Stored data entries
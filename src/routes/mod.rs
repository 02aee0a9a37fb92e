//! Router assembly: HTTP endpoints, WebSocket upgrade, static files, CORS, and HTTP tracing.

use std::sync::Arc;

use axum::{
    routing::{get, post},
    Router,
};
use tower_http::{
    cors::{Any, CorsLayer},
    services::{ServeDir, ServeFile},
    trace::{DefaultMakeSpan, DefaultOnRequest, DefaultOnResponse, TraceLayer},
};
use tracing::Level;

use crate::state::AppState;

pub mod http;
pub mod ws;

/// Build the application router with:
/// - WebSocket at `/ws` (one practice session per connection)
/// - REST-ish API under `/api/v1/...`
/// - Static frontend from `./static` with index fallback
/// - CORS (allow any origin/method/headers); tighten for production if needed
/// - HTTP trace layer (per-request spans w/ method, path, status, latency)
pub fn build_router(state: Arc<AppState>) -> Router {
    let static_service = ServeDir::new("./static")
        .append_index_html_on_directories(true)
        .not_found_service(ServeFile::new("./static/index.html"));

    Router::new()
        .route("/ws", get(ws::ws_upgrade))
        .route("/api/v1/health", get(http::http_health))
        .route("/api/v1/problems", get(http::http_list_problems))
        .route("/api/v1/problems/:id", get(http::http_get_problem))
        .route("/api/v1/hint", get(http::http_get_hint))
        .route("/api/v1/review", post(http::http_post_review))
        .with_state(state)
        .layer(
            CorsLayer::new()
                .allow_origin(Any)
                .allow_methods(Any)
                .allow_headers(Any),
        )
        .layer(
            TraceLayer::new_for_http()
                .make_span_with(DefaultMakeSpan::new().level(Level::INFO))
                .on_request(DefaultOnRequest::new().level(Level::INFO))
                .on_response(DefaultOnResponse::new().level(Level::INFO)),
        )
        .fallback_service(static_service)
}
--
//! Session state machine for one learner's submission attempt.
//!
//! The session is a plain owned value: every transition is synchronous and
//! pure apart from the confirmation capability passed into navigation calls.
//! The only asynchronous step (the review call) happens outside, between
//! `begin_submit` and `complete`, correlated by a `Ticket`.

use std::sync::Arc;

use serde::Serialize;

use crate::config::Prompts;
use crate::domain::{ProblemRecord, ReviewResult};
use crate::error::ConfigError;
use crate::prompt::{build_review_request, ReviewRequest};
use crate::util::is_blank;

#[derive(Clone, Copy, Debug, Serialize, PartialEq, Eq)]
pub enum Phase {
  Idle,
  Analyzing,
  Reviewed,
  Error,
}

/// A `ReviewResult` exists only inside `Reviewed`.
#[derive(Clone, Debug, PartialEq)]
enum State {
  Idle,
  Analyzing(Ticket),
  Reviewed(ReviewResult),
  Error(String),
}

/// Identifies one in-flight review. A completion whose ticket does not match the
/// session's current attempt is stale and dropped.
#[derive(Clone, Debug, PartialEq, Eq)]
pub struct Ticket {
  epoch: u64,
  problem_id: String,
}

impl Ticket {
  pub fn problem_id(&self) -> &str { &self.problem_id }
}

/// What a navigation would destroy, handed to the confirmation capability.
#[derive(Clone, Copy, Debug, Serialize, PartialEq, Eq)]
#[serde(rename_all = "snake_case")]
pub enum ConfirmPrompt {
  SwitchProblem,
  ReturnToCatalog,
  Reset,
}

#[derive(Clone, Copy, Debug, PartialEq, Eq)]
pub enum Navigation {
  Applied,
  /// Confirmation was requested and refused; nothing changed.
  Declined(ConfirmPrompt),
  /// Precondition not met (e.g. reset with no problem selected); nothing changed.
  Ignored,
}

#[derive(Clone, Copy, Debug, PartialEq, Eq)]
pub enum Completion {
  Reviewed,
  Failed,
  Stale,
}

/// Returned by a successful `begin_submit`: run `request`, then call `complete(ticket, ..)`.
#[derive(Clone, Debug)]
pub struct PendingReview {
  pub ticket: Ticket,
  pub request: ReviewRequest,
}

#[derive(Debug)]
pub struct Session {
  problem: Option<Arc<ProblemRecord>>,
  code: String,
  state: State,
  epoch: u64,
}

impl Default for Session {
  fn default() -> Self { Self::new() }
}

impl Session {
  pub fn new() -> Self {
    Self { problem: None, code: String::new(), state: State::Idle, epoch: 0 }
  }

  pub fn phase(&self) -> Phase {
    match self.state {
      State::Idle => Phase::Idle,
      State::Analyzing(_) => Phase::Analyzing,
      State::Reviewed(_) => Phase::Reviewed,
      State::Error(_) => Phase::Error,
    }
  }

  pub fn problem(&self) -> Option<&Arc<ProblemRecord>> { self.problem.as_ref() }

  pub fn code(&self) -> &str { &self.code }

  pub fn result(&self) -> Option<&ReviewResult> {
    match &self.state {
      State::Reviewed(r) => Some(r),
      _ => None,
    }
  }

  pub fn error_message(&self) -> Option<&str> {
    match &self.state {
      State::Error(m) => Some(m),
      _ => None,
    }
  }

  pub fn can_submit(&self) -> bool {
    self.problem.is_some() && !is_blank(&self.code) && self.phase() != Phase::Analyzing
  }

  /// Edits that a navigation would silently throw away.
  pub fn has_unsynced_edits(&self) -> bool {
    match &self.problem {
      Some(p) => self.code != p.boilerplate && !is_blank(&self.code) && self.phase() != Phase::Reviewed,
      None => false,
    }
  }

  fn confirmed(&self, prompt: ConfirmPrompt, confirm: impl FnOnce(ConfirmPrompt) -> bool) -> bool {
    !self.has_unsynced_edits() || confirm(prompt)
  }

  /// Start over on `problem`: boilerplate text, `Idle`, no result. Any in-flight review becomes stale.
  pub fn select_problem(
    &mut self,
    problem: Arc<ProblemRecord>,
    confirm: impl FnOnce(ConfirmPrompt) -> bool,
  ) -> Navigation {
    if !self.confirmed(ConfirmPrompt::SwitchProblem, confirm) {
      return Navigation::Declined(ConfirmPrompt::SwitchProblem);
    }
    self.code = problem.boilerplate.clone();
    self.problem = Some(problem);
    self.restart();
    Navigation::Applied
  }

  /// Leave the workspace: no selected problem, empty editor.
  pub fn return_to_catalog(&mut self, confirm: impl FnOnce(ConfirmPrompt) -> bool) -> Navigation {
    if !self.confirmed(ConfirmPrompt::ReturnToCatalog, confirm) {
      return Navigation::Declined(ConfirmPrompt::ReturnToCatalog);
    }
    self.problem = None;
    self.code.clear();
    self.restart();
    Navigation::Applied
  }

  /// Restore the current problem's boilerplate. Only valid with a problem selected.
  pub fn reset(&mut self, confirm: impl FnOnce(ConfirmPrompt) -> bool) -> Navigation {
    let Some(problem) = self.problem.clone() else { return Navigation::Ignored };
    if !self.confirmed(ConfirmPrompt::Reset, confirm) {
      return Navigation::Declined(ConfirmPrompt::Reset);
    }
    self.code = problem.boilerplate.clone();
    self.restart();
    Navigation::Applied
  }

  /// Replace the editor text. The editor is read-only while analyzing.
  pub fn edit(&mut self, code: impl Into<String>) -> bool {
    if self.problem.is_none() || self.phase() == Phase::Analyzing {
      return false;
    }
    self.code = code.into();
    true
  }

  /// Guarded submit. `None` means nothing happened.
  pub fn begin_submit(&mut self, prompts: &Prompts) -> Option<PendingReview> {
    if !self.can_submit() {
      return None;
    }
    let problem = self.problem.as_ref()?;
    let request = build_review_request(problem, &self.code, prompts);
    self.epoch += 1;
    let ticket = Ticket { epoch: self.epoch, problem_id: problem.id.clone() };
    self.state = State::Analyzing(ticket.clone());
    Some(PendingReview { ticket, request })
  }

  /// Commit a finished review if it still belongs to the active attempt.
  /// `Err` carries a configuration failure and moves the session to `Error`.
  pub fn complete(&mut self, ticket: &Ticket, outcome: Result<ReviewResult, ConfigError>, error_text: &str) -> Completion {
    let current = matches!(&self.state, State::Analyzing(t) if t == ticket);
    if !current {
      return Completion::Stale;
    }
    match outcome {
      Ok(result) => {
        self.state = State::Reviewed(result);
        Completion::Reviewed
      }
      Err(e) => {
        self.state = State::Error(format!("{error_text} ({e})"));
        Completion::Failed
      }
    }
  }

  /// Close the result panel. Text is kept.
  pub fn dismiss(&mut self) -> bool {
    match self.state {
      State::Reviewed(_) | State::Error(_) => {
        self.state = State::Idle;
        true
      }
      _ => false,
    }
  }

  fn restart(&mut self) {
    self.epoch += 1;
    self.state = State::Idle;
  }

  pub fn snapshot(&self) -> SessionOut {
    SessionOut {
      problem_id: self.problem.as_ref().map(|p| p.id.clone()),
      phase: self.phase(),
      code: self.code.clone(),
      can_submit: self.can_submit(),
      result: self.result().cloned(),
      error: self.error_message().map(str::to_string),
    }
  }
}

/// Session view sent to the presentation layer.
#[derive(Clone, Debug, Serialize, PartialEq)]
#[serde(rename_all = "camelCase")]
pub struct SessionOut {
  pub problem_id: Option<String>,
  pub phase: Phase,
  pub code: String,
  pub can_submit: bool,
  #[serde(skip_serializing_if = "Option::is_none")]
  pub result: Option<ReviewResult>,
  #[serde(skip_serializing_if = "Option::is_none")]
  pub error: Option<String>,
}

◆ WHAT IS REQUIRED
Whenever the string "ServeFile" shows up in a line of the records, that line counts; state how many lines count, and only that.

◆ SOLVED PROBLEM
2